(Closed) How to deal with effects of MIL smoking on baby?

posted 3 years ago in Babies
Post # 46
1206 posts
Bumble bee
  • Wedding: September 2015

Perfectionist :  You are completely right to want to protect your baby.  I’m currently 38 weeks pregnant and while no one in my family smokes, I do have a couple of friends that smoke.  I will absolutely not let those friends hold my baby if they’ve been smoking.  Call me paranoid but I’d rather protect my child than risk hurting someone’s feelings.  It’s frightening to see that there are still people who are uneducated about the effects of 2nd and 3rd hand smoke.  Just because someone isn’t smoking directly near the baby doens’t mean that there won’t be harmful effects from the smoke.  And the problem is that as a child they may seem fine but may grow up to develop issues so you just don’t know.  

Post # 47
44 posts
  • Wedding: January 2017

Perfectionist :  

I have friends (a couple) who smoke- and have a baby.

At least when I’m around- they go outside for a smoke. They have a spot in the garage with their smoke jackets and shoes. They take them off and put them on in the same spot every time (again- at least when I’m over there).

When they come back- and after washing their hands and arms- I can still smell it. No matter how careful they are- I can still smell it. It lingers in their hair and in their clothes. I’ve held their baby and I can smell the faint smell of cigarettes on her. The mother got upset when she saw me wrinkle my nose once and asked what the issue was. I told her that I could smell smoke on her. Her response- well I don’t smell anything! (I left soon after- she was really upset).

I worry about that baby- if I can smell it just the few times I’m over- how is the baby doing when she goes thru this daily?
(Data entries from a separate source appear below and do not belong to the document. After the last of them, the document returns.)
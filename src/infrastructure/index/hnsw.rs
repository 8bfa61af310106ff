//! HNSW index implementation
//!
//! **Insert**: draw a random level L, greedily descend from the entry point
//! down to layer L + 1, then on every layer from min(L, top) to 0 link the
//! node to its M closest candidates. A neighbor pushed over its edge cap is
//! pruned back to its closest edges.
//!
//! **Search**: greedy descent to layer 1, then best-first expansion on
//! layer 0 bounded by `ef`.

use std::cmp::Ordering;
use std::collections::{BinaryHeap, HashMap};
use std::fmt;

use rand::rngs::StdRng;
use rand::{Rng, SeedableRng};
use serde::Deserialize;

use super::node::Node;
use super::visited::VisitedList;
use crate::domain::index::{dot_product, normalize, IndexStats, Neighbor, SimilarityIndex};
use crate::domain::record::RecordId;
use crate::domain::DomainError;

/// Hard ceiling on drawn levels
const MAX_LEVEL: usize = 16;

/// HNSW construction and search parameters
#[derive(Debug, Clone, PartialEq, Eq, Deserialize)]
pub struct HnswConfig {
    /// Max neighbors per node on layers above the base layer
    #[serde(default = "default_m")]
    pub m: usize,

    /// Max neighbors per node on layer 0 (defaults to 2 * m)
    #[serde(default)]
    pub max_connections_base: Option<usize>,

    /// Candidate list width while inserting
    #[serde(default = "default_ef_construction")]
    pub ef_construction: usize,

    /// Candidate list width while searching
    #[serde(default = "default_ef_search")]
    pub ef_search: usize,

    /// Seed for level assignment; random when unset
    #[serde(default)]
    pub seed: Option<u64>,
}

fn default_m() -> usize {
    16
}

fn default_ef_construction() -> usize {
    100
}

fn default_ef_search() -> usize {
    64
}

impl Default for HnswConfig {
    fn default() -> Self {
        Self {
            m: default_m(),
            max_connections_base: None,
            ef_construction: default_ef_construction(),
            ef_search: default_ef_search(),
            seed: None,
        }
    }
}

impl HnswConfig {
    pub fn with_m(mut self, m: usize) -> Self {
        self.m = m;
        self
    }

    pub fn with_ef_construction(mut self, ef: usize) -> Self {
        self.ef_construction = ef;
        self
    }

    pub fn with_ef_search(mut self, ef: usize) -> Self {
        self.ef_search = ef;
        self
    }

    pub fn with_seed(mut self, seed: u64) -> Self {
        self.seed = Some(seed);
        self
    }

    pub fn base_connections(&self) -> usize {
        self.max_connections_base.unwrap_or(self.m * 2)
    }

    pub fn validate(&self) -> Result<(), DomainError> {
        if self.m < 2 {
            return Err(DomainError::configuration("index.m must be at least 2"));
        }

        if self.base_connections() < self.m {
            return Err(DomainError::configuration(
                "index.max_connections_base must not be smaller than index.m",
            ));
        }

        if self.ef_construction == 0 || self.ef_search == 0 {
            return Err(DomainError::configuration(
                "index.ef_construction and index.ef_search must be positive",
            ));
        }

        Ok(())
    }
}

/// Frontier entry, popped closest first
#[derive(Clone, Copy)]
struct Candidate {
    index: usize,
    distance: f32,
}

impl PartialEq for Candidate {
    fn eq(&self, other: &Self) -> bool {
        self.distance == other.distance
    }
}

impl Eq for Candidate {}

impl Ord for Candidate {
    fn cmp(&self, other: &Self) -> Ordering {
        // Reversed so BinaryHeap behaves as a min-heap
        other
            .distance
            .partial_cmp(&self.distance)
            .unwrap_or(Ordering::Equal)
    }
}

impl PartialOrd for Candidate {
    fn partial_cmp(&self, other: &Self) -> Option<Ordering> {
        Some(self.cmp(other))
    }
}

/// Result entry, popped furthest first so the worst is evicted
#[derive(Clone, Copy)]
struct Found {
    index: usize,
    distance: f32,
}

impl PartialEq for Found {
    fn eq(&self, other: &Self) -> bool {
        self.distance == other.distance
    }
}

impl Eq for Found {}

impl Ord for Found {
    fn cmp(&self, other: &Self) -> Ordering {
        self.distance
            .partial_cmp(&other.distance)
            .unwrap_or(Ordering::Equal)
    }
}

impl PartialOrd for Found {
    fn partial_cmp(&self, other: &Self) -> Option<Ordering> {
        Some(self.cmp(other))
    }
}

/// Hierarchical navigable small-world graph over unit vectors
pub struct HnswIndex {
    dimensions: usize,
    config: HnswConfig,
    nodes: Vec<Node>,
    id_to_index: HashMap<RecordId, usize>,
    entry_point: Option<usize>,
    max_layer: usize,
    /// 1 / ln(M)
    level_multiplier: f64,
    rng: StdRng,
}

impl fmt::Debug for HnswIndex {
    fn fmt(&self, f: &mut fmt::Formatter<'_>) -> fmt::Result {
        f.debug_struct("HnswIndex")
            .field("dimensions", &self.dimensions)
            .field("nodes", &self.nodes.len())
            .field("max_layer", &self.max_layer)
            .field("config", &self.config)
            .finish()
    }
}

impl HnswIndex {
    pub fn new(dimensions: usize, config: HnswConfig) -> Result<Self, DomainError> {
        if dimensions == 0 {
            return Err(DomainError::configuration("index dimensions must be positive"));
        }
        config.validate()?;

        let rng = match config.seed {
            Some(seed) => StdRng::seed_from_u64(seed),
            None => StdRng::from_entropy(),
        };

        Ok(Self {
            dimensions,
            level_multiplier: 1.0 / (config.m as f64).ln(),
            config,
            nodes: Vec::new(),
            id_to_index: HashMap::new(),
            entry_point: None,
            max_layer: 0,
            rng,
        })
    }

    pub fn config(&self) -> &HnswConfig {
        &self.config
    }

    /// Draw a level from the exponential distribution
    fn random_level(&mut self) -> usize {
        let r: f64 = self.rng.gen_range(f64::MIN_POSITIVE..1.0);
        ((-r.ln() * self.level_multiplier).floor() as usize).min(MAX_LEVEL)
    }

    fn max_connections(&self, layer: usize) -> usize {
        if layer == 0 {
            self.config.base_connections()
        } else {
            self.config.m
        }
    }

    #[inline]
    fn distance(&self, query: &[f32], index: usize) -> f32 {
        (1.0 - dot_product(query, &self.nodes[index].vector)).max(0.0)
    }

    /// Walk to the closest neighbor until nothing closer is linked
    fn greedy_closest(&self, query: &[f32], start: usize, layer: usize) -> usize {
        let mut current = start;
        let mut best = self.distance(query, current);

        loop {
            let mut moved = false;

            for &neighbor in self.nodes[current].neighbors(layer) {
                let distance = self.distance(query, neighbor);
                if distance < best {
                    best = distance;
                    current = neighbor;
                    moved = true;
                }
            }

            if !moved {
                return current;
            }
        }
    }

    /// Best-first expansion on one layer keeping the `ef` closest nodes
    fn search_layer(&self, query: &[f32], entry: usize, ef: usize, layer: usize) -> Vec<(usize, f32)> {
        let mut visited = VisitedList::new(self.nodes.len());
        let mut candidates: BinaryHeap<Candidate> = BinaryHeap::with_capacity(ef);
        let mut results: BinaryHeap<Found> = BinaryHeap::with_capacity(ef + 1);

        visited.insert(entry);
        let distance = self.distance(query, entry);
        candidates.push(Candidate {
            index: entry,
            distance,
        });
        results.push(Found {
            index: entry,
            distance,
        });

        while let Some(current) = candidates.pop() {
            if let Some(worst) = results.peek() {
                if results.len() >= ef && current.distance > worst.distance {
                    break;
                }
            }

            for &neighbor in self.nodes[current.index].neighbors(layer) {
                if !visited.insert(neighbor) {
                    continue;
                }

                let distance = self.distance(query, neighbor);
                let dominated = results.len() >= ef
                    && results.peek().is_some_and(|worst| distance >= worst.distance);

                if dominated {
                    continue;
                }

                candidates.push(Candidate {
                    index: neighbor,
                    distance,
                });
                results.push(Found {
                    index: neighbor,
                    distance,
                });

                if results.len() > ef {
                    results.pop();
                }
            }
        }

        let mut found: Vec<(usize, f32)> = results
            .into_iter()
            .map(|r| (r.index, r.distance))
            .collect();
        found.sort_by(|a, b| a.1.partial_cmp(&b.1).unwrap_or(Ordering::Equal));
        found
    }

    /// Exhaustive distance scan
    fn scan(&self, query: &[f32]) -> Vec<(usize, f32)> {
        let mut found: Vec<(usize, f32)> = (0..self.nodes.len())
            .map(|index| (index, self.distance(query, index)))
            .collect();
        found.sort_by(|a, b| a.1.partial_cmp(&b.1).unwrap_or(Ordering::Equal));
        found
    }

    /// Trim a node's edges on one layer back to its closest neighbors
    fn prune(&mut self, index: usize, layer: usize) {
        let cap = self.max_connections(layer);
        let node = &self.nodes[index];

        if node.neighbors(layer).len() <= cap {
            return;
        }

        let mut scored: Vec<(usize, f32)> = node
            .neighbors(layer)
            .iter()
            .map(|&n| (n, 1.0 - dot_product(&node.vector, &self.nodes[n].vector)))
            .collect();
        scored.sort_by(|a, b| a.1.partial_cmp(&b.1).unwrap_or(Ordering::Equal));
        scored.truncate(cap);

        self.nodes[index].set_neighbors(layer, scored.into_iter().map(|(n, _)| n).collect());
    }
}

impl SimilarityIndex for HnswIndex {
    fn dimensions(&self) -> usize {
        self.dimensions
    }

    fn insert(&mut self, id: RecordId, vector: &[f32]) -> Result<(), DomainError> {
        self.validate(vector)?;

        if self.id_to_index.contains_key(&id) {
            return Err(DomainError::index_corruption(format!(
                "record {} is already indexed",
                id
            )));
        }

        let query = normalize(vector);
        let level = self.random_level();
        let index = self.nodes.len();

        let Some(entry_point) = self.entry_point else {
            self.nodes.push(Node::new(id, query, level));
            self.id_to_index.insert(id, index);
            self.entry_point = Some(index);
            self.max_layer = level;
            return Ok(());
        };

        // Phase 1: zoom in through the layers above the new node's level
        let mut current = entry_point;
        for layer in (level + 1..=self.max_layer).rev() {
            current = self.greedy_closest(&query, current, layer);
        }

        // Nothing links to the new node yet, so searches below cannot reach it
        self.nodes.push(Node::new(id, query.clone(), level));
        self.id_to_index.insert(id, index);

        // Phase 2: wire the node into every layer it shares with the graph
        for layer in (0..=level.min(self.max_layer)).rev() {
            let candidates = self.search_layer(&query, current, self.config.ef_construction, layer);
            let selected: Vec<usize> = candidates
                .iter()
                .take(self.config.m)
                .map(|&(n, _)| n)
                .collect();

            for &neighbor in &selected {
                self.nodes[neighbor].add_neighbor(layer, index);
                self.prune(neighbor, layer);
            }
            self.nodes[index].set_neighbors(layer, selected);

            if let Some(&(closest, _)) = candidates.first() {
                current = closest;
            }
        }

        if level > self.max_layer {
            self.max_layer = level;
            self.entry_point = Some(index);
        }

        Ok(())
    }

    fn search(&self, vector: &[f32], k: usize) -> Result<Vec<Neighbor>, DomainError> {
        self.validate(vector)?;

        let Some(entry_point) = self.entry_point else {
            return Ok(Vec::new());
        };

        if k == 0 {
            return Ok(Vec::new());
        }

        let query = normalize(vector);
        let ef = self.config.ef_search.max(k);

        // A beam of width ef over at most ef nodes visits all of them anyway
        let found = if self.nodes.len() <= ef {
            self.scan(&query)
        } else {
            let mut current = entry_point;
            for layer in (1..=self.max_layer).rev() {
                current = self.greedy_closest(&query, current, layer);
            }
            self.search_layer(&query, current, ef, 0)
        };

        Ok(found
            .into_iter()
            .take(k)
            .map(|(index, distance)| Neighbor {
                id: self.nodes[index].record_id,
                distance,
            })
            .collect())
    }

    fn clear(&mut self) {
        self.nodes.clear();
        self.id_to_index.clear();
        self.entry_point = None;
        self.max_layer = 0;
    }

    fn len(&self) -> usize {
        self.nodes.len()
    }

    fn contains(&self, id: &RecordId) -> bool {
        self.id_to_index.contains_key(id)
    }

    fn stats(&self) -> IndexStats {
        let mut layer_counts = vec![0usize; self.max_layer + 1];
        let mut edges = 0;

        for node in &self.nodes {
            for (layer, neighbors) in node.layers.iter().enumerate() {
                if let Some(count) = layer_counts.get_mut(layer) {
                    *count += 1;
                }
                edges += neighbors.len();
            }
        }

        if self.nodes.is_empty() {
            layer_counts.clear();
        }

        IndexStats {
            nodes: self.nodes.len(),
            max_layer: self.max_layer,
            edges,
            layer_counts,
        }
    }
}
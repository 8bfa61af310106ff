use std::time::Duration;

use thiserror::Error;

/// Core domain errors
#[derive(Debug, Error)]
pub enum DomainError {
    #[error("Invalid input: {message}")]
    InvalidInput { message: String },

    #[error("Provider unavailable: {provider} - {message}")]
    ProviderUnavailable { provider: String, message: String },

    #[error("Storage I/O error: {message}")]
    StorageIo { message: String },

    #[error("Dimension mismatch: expected {expected}, got {actual}")]
    DimensionMismatch { expected: usize, actual: usize },

    #[error("Index corruption: {message}")]
    IndexCorruption { message: String },

    #[error("Timed out after {after:?}: {operation}")]
    Timeout { operation: String, after: Duration },

    #[error("Configuration error: {message}")]
    Configuration { message: String },

    #[error("Internal error: {message}")]
    Internal { message: String },
}

impl DomainError {
    pub fn invalid_input(message: impl Into<String>) -> Self {
        Self::InvalidInput {
            message: message.into(),
        }
    }

    pub fn provider_unavailable(provider: impl Into<String>, message: impl Into<String>) -> Self {
        Self::ProviderUnavailable {
            provider: provider.into(),
            message: message.into(),
        }
    }

    pub fn storage_io(message: impl Into<String>) -> Self {
        Self::StorageIo {
            message: message.into(),
        }
    }

    pub fn dimension_mismatch(expected: usize, actual: usize) -> Self {
        Self::DimensionMismatch { expected, actual }
    }

    pub fn index_corruption(message: impl Into<String>) -> Self {
        Self::IndexCorruption {
            message: message.into(),
        }
    }

    pub fn timeout(operation: impl Into<String>, after: Duration) -> Self {
        Self::Timeout {
            operation: operation.into(),
            after,
        }
    }

    pub fn configuration(message: impl Into<String>) -> Self {
        Self::Configuration {
            message: message.into(),
        }
    }

    pub fn internal(message: impl Into<String>) -> Self {
        Self::Internal {
            message: message.into(),
        }
    }

    /// Errors that the index recovers from by rebuilding out of the record store
    pub fn requires_index_rebuild(&self) -> bool {
        matches!(
            self,
            Self::IndexCorruption { .. } | Self::DimensionMismatch { .. }
        )
    }
}

impl From<std::io::Error> for DomainError {
    fn from(err: std::io::Error) -> Self {
        Self::storage_io(err.to_string())
    }
}

#[cfg(test)]
mod tests {
    use super::*;

    #[test]
    fn test_invalid_input_error() {
        let error = DomainError::invalid_input("text must not be empty");
        assert_eq!(error.to_string(), "Invalid input: text must not be empty");
    }

    #[test]
    fn test_dimension_mismatch_error() {
        let error = DomainError::dimension_mismatch(3, 4);
        assert_eq!(error.to_string(), "Dimension mismatch: expected 3, got 4");
        assert!(error.requires_index_rebuild());
    }

    #[test]
    fn test_provider_unavailable_error() {
        let error = DomainError::provider_unavailable("ollama", "connection refused");
        assert_eq!(
            error.to_string(),
            "Provider unavailable: ollama - connection refused"
        );
        assert!(!error.requires_index_rebuild());
    }

    #[test]
    fn test_io_error_maps_to_storage() {
        let io = std::io::Error::new(std::io::ErrorKind::PermissionDenied, "denied");
        let error: DomainError = io.into();
        assert!(matches!(error, DomainError::StorageIo { .. }));
    }
}
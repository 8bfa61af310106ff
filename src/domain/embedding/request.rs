//! Embedding request types

use serde::{Deserialize, Serialize};

use crate::domain::DomainError;

/// Request to embed a single piece of text
#[derive(Debug, Clone, Serialize, Deserialize)]
pub struct EmbeddingRequest {
    /// Model to use for embedding
    model: String,
    /// Text to embed
    text: String,
}

impl EmbeddingRequest {
    /// Create a new embedding request
    pub fn new(model: impl Into<String>, text: impl Into<String>) -> Self {
        Self {
            model: model.into(),
            text: text.into(),
        }
    }

    /// Get the model
    pub fn model(&self) -> &str {
        &self.model
    }

    /// Get the text
    pub fn text(&self) -> &str {
        &self.text
    }

    /// Return a copy of this request targeting another model
    pub fn with_model(&self, model: impl Into<String>) -> Self {
        Self {
            model: model.into(),
            text: self.text.clone(),
        }
    }

    /// Reject text no backend could meaningfully embed
    pub fn validate(&self) -> Result<(), DomainError> {
        if self.text.trim().is_empty() {
            return Err(DomainError::invalid_input("text to embed must not be empty"));
        }

        Ok(())
    }
}
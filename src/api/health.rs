//! Health check endpoints

use std::time::Instant;

use axum::{extract::State, http::StatusCode, response::IntoResponse};
use serde::Serialize;

use crate::api::types::{ApiResponse, AppInfo, Json};

use super::state::AppState;

/// Detailed health response with component status
#[derive(Serialize)]
pub struct HealthResponse {
    pub status: HealthStatus,
    pub version: String,
    #[serde(skip_serializing_if = "Option::is_none")]
    pub checks: Option<Vec<HealthCheck>>,
    #[serde(skip_serializing_if = "Option::is_none")]
    pub latency_ms: Option<u64>,
}

#[derive(Serialize, Clone, Copy, PartialEq, Eq)]
#[serde(rename_all = "lowercase")]
pub enum HealthStatus {
    Healthy,
    Degraded,
    Unhealthy,
}

/// Individual component health check
#[derive(Serialize)]
pub struct HealthCheck {
    pub name: String,
    pub status: HealthStatus,
    #[serde(skip_serializing_if = "Option::is_none")]
    pub message: Option<String>,
    #[serde(skip_serializing_if = "Option::is_none")]
    pub latency_ms: Option<u64>,
}

/// GET /api/
pub async fn app_info() -> impl IntoResponse {
    Json(ApiResponse::new(
        "app is healthy, and safely running",
        AppInfo {
            app_name: env!("CARGO_PKG_NAME").to_string(),
            app_version: env!("CARGO_PKG_VERSION").to_string(),
        },
    ))
}

/// Returns 200 while the process is serving requests
pub async fn health_check() -> impl IntoResponse {
    let response = HealthResponse {
        status: HealthStatus::Healthy,
        version: env!("CARGO_PKG_VERSION").to_string(),
        checks: None,
        latency_ms: None,
    };

    (StatusCode::OK, Json(response))
}

/// Readiness: the store answers and the index mirrors it
pub async fn ready_check(State(state): State<AppState>) -> impl IntoResponse {
    let start = Instant::now();
    let check = check_cache(&state).await;
    let status = check.status;

    let response = HealthResponse {
        status,
        version: env!("CARGO_PKG_VERSION").to_string(),
        checks: Some(vec![check]),
        latency_ms: Some(start.elapsed().as_millis() as u64),
    };

    let status_code = match status {
        HealthStatus::Healthy | HealthStatus::Degraded => StatusCode::OK,
        HealthStatus::Unhealthy => StatusCode::SERVICE_UNAVAILABLE,
    };

    (status_code, Json(response))
}

pub async fn live_check() -> impl IntoResponse {
    StatusCode::OK
}

async fn check_cache(state: &AppState) -> HealthCheck {
    let start = Instant::now();

    let (status, message) = match state.cache.stats().await {
        Ok(stats) if stats.records == stats.indexed => (HealthStatus::Healthy, None),
        Ok(stats) => (
            HealthStatus::Degraded,
            Some(format!(
                "{} records stored but {} indexed",
                stats.records, stats.indexed
            )),
        ),
        Err(e) => (HealthStatus::Unhealthy, Some(e.to_string())),
    };

    HealthCheck {
        name: "semantic_cache".to_string(),
        status,
        message,
        latency_ms: Some(start.elapsed().as_millis() as u64),
    }
}
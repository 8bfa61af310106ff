//! Semantic cache orchestration
//!
//! Every lookup embeds the query, asks the index for the single nearest
//! record, classifies it against the threshold and then appends the query as
//! a new record whatever the verdict.
//!
//! Locking:
//! - `gate`: requests hold it shared, a refresh holds it exclusively
//! - `writer`: serializes store+index commits
//! - the index `RwLock` is only held inside synchronous sections
//!
//! Commits run in a spawned task that owns its gate guard, so a caller that
//! goes away mid-commit can neither leave the store and index diverged nor
//! let a refresh slip in between them.

use std::sync::atomic::{AtomicU64, Ordering};
use std::sync::{Arc, RwLock, RwLockReadGuard, RwLockWriteGuard};
use std::time::Instant;

use tokio::sync::{Mutex, OwnedRwLockReadGuard, OwnedRwLockWriteGuard, RwLock as GateLock};
use tracing::{debug, info, warn};

use crate::domain::embedding::{EmbeddingProvider, EmbeddingRequest};
use crate::domain::index::{validate_vector, Neighbor, SimilarityIndex};
use crate::domain::record::{NewRecord, Record, RecordMetadata, RecordStore};
use crate::domain::semantic_cache::{
    CacheDecision, CacheStats, SemanticCacheConfig, ThresholdPolicy, Verdict,
};
use crate::domain::DomainError;
use crate::infrastructure::observability::{record_lookup, set_record_count};

/// Exclusive hold on the cache; no request runs while it is alive
pub type RotationGuard = OwnedRwLockWriteGuard<()>;

/// Store and index, shared with in-flight commit tasks
#[derive(Debug)]
struct CacheCore {
    store: Arc<dyn RecordStore>,
    index: RwLock<Box<dyn SimilarityIndex>>,
    writer: Mutex<()>,
}

impl CacheCore {
    fn index(&self) -> Result<RwLockReadGuard<'_, Box<dyn SimilarityIndex>>, DomainError> {
        self.index
            .read()
            .map_err(|_| DomainError::index_corruption("index lock poisoned"))
    }

    fn index_mut(&self) -> Result<RwLockWriteGuard<'_, Box<dyn SimilarityIndex>>, DomainError> {
        self.index
            .write()
            .map_err(|_| DomainError::index_corruption("index lock poisoned"))
    }

    fn nearest(&self, vector: &[f32]) -> Result<Option<Neighbor>, DomainError> {
        Ok(self.index()?.search(vector, 1)?.into_iter().next())
    }

    /// Validate against the index, persist, then index
    async fn commit(&self, record: NewRecord) -> Result<Record, DomainError> {
        let _writer = self.writer.lock().await;

        record.validate(self.store.dimensions())?;
        self.index()?.validate(&record.vector)?;

        let stored = self.store.insert(record).await?;

        let indexed = self.index_mut()?.insert(stored.id(), stored.vector());
        if let Err(error) = indexed {
            warn!(id = %stored.id(), error = %error, "Index insert failed, rebuilding from store");
            self.rebuild().await?;
        }

        set_record_count(self.store.count().await?);
        Ok(stored)
    }

    /// Rebuild after a failed search
    async fn recover(&self) -> Result<usize, DomainError> {
        let _writer = self.writer.lock().await;
        self.rebuild().await
    }

    /// Regenerate the index from the store; callers hold the writer lock
    async fn rebuild(&self) -> Result<usize, DomainError> {
        let records = self.store.export_all().await?;

        self.index_mut()?.rebuild(&records).map_err(|e| {
            DomainError::index_corruption(format!("rebuild from store failed: {}", e))
        })?;

        info!(records = records.len(), "Rebuilt similarity index");
        Ok(records.len())
    }
}

/// Semantic cache service
#[derive(Debug)]
pub struct SemanticCacheService {
    provider: Arc<dyn EmbeddingProvider>,
    core: Arc<CacheCore>,
    gate: Arc<GateLock<()>>,
    policy: ThresholdPolicy,
    dimensions: usize,
    hits: AtomicU64,
    misses: AtomicU64,
}

impl SemanticCacheService {
    /// Wire a provider, a store and an index that all agree on the dimension
    pub fn new(
        provider: Arc<dyn EmbeddingProvider>,
        store: Arc<dyn RecordStore>,
        index: Box<dyn SimilarityIndex>,
        config: &SemanticCacheConfig,
    ) -> Result<Self, DomainError> {
        config.validate()?;

        if store.dimensions() != config.dimensions || index.dimensions() != config.dimensions {
            return Err(DomainError::configuration(format!(
                "dimension mismatch: cache {}, store {}, index {}",
                config.dimensions,
                store.dimensions(),
                index.dimensions()
            )));
        }

        Ok(Self {
            provider,
            core: Arc::new(CacheCore {
                store,
                index: RwLock::new(index),
                writer: Mutex::new(()),
            }),
            gate: Arc::new(GateLock::new(())),
            policy: config.policy()?,
            dimensions: config.dimensions,
            hits: AtomicU64::new(0),
            misses: AtomicU64::new(0),
        })
    }

    pub fn dimensions(&self) -> usize {
        self.dimensions
    }

    pub fn policy(&self) -> ThresholdPolicy {
        self.policy
    }

    pub fn store(&self) -> &Arc<dyn RecordStore> {
        &self.core.store
    }

    async fn enter(&self) -> OwnedRwLockReadGuard<()> {
        Arc::clone(&self.gate).read_owned().await
    }

    /// Wait for in-flight requests and hold off new ones
    pub async fn lock_exclusive(&self) -> RotationGuard {
        Arc::clone(&self.gate).write_owned().await
    }

    /// Drop every index entry; only valid while the cache is held exclusively
    pub fn reset_index(&self, _guard: &RotationGuard) -> Result<(), DomainError> {
        self.core.index_mut()?.clear();
        Ok(())
    }

    async fn embed(&self, text: &str) -> Result<Vec<f32>, DomainError> {
        let request = EmbeddingRequest::new(self.provider.default_model(), text);
        let vector = self.provider.embed(request).await?.into_vector();

        validate_vector(&vector, self.dimensions)?;
        Ok(vector)
    }

    /// Commit in a detached task holding the caller's gate guard
    async fn commit(
        &self,
        record: NewRecord,
        gate: OwnedRwLockReadGuard<()>,
    ) -> Result<Record, DomainError> {
        let core = Arc::clone(&self.core);

        tokio::spawn(async move {
            let result = core.commit(record).await;
            drop(gate);
            result
        })
        .await
        .map_err(|e| DomainError::internal(format!("commit task failed: {}", e)))?
    }

    /// Embed text into a vector of the cache's dimension
    pub async fn vectorize(&self, text: &str) -> Result<Vec<f32>, DomainError> {
        let _gate = self.enter().await;
        self.embed(text).await
    }

    /// Store a caller-supplied vector
    pub async fn insert(
        &self,
        text: &str,
        vector: Vec<f32>,
        metadata: Option<RecordMetadata>,
    ) -> Result<Record, DomainError> {
        let gate = self.enter().await;
        let record = NewRecord::new(text, vector).with_metadata(metadata);

        let stored = self.commit(record, gate).await?;
        debug!(id = %stored.id(), "Inserted record");
        Ok(stored)
    }

    /// Run the cache protocol for `text`
    pub async fn lookup(
        &self,
        text: &str,
        metadata: Option<RecordMetadata>,
    ) -> Result<CacheDecision, DomainError> {
        let started = Instant::now();
        let gate = self.enter().await;

        if let Some(metadata) = &metadata {
            metadata.validate()?;
        }

        let vector = self.embed(text).await?;
        let neighbor = match self.core.nearest(&vector) {
            Err(error) if error.requires_index_rebuild() => {
                warn!(error = %error, "Index search failed, rebuilding from store");
                self.core.recover().await?;
                self.core.nearest(&vector)?
            }
            result => result?,
        };

        let (nearest, distance) = match neighbor {
            Some(neighbor) => match self.core.store.get(&neighbor.id).await? {
                Some(record) => (Some(record), Some(neighbor.distance)),
                None => {
                    warn!(id = %neighbor.id, "Index returned a record the store does not hold");
                    (None, None)
                }
            },
            None => (None, None),
        };

        let verdict = self.policy.classify(distance);
        let diverged = neighbor.is_some() && nearest.is_none();

        let record = NewRecord::new(text, vector.clone()).with_metadata(metadata);
        let stored = self.commit(record, gate).await?;

        if diverged {
            self.ensure_consistent().await?;
        }

        match verdict {
            Verdict::Hit => {
                self.hits.fetch_add(1, Ordering::Relaxed);
                debug!(distance = ?distance, "Semantic cache hit");
            }
            Verdict::Miss => {
                self.misses.fetch_add(1, Ordering::Relaxed);
                debug!(distance = ?distance, "Semantic cache miss");
            }
        }
        record_lookup(verdict, started.elapsed());

        Ok(CacheDecision {
            query_text: text.to_string(),
            query_vector: vector,
            nearest,
            distance,
            verdict,
            stored: stored.id(),
        })
    }

    /// Rebuild the index if it no longer mirrors the store
    pub async fn ensure_consistent(&self) -> Result<bool, DomainError> {
        let _gate = self.enter().await;
        let _writer = self.core.writer.lock().await;

        let records = self.core.store.export_all().await?;
        let diverged = {
            let index = self.core.index()?;
            index.len() != records.len() || records.iter().any(|r| !index.contains(&r.id()))
        };

        if diverged {
            warn!(
                records = records.len(),
                "Similarity index diverged from the record store"
            );
            self.core.rebuild().await?;
        }

        set_record_count(records.len());
        Ok(diverged)
    }

    pub async fn stats(&self) -> Result<CacheStats, DomainError> {
        let _gate = self.enter().await;
        let records = self.core.store.count().await?;
        let index = self.core.index()?.stats();

        Ok(CacheStats {
            records,
            indexed: index.nodes,
            hits: self.hits.load(Ordering::Relaxed),
            misses: self.misses.load(Ordering::Relaxed),
            threshold: self.policy.threshold(),
            dimensions: self.dimensions,
            index,
        })
    }
}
Personally- I would be worried about your Mother-In-Law and talk to your husband on how to approach it.

Post # 48
751 posts
Busy bee
  • Wedding: November 2015

OP I’ve only read the first page of responses and let me just say. I’m not a mom yet and neither set of (future) grandparents are smokers. However MY grandparents were heavvvvvy smokers. Like, several packs a day. They smoked outside too if they were at other people’s houses but they smoked inside at their home. 

My dad always made us go stay for a few days at a time to spend time with our grandparents (and they were a lot like your ILs, “Oh you don’t want to deprive us of time with our grandchildren do you? Don’t force your kids to never see us…”). It SUCKED. Even if they smoked outside they’d still come in smelling like it, the cars smelled like it and by the time we left WE smelled like it. Not to mention it was just suffocating. I hated it and I don’t have very happy memories of my time over there.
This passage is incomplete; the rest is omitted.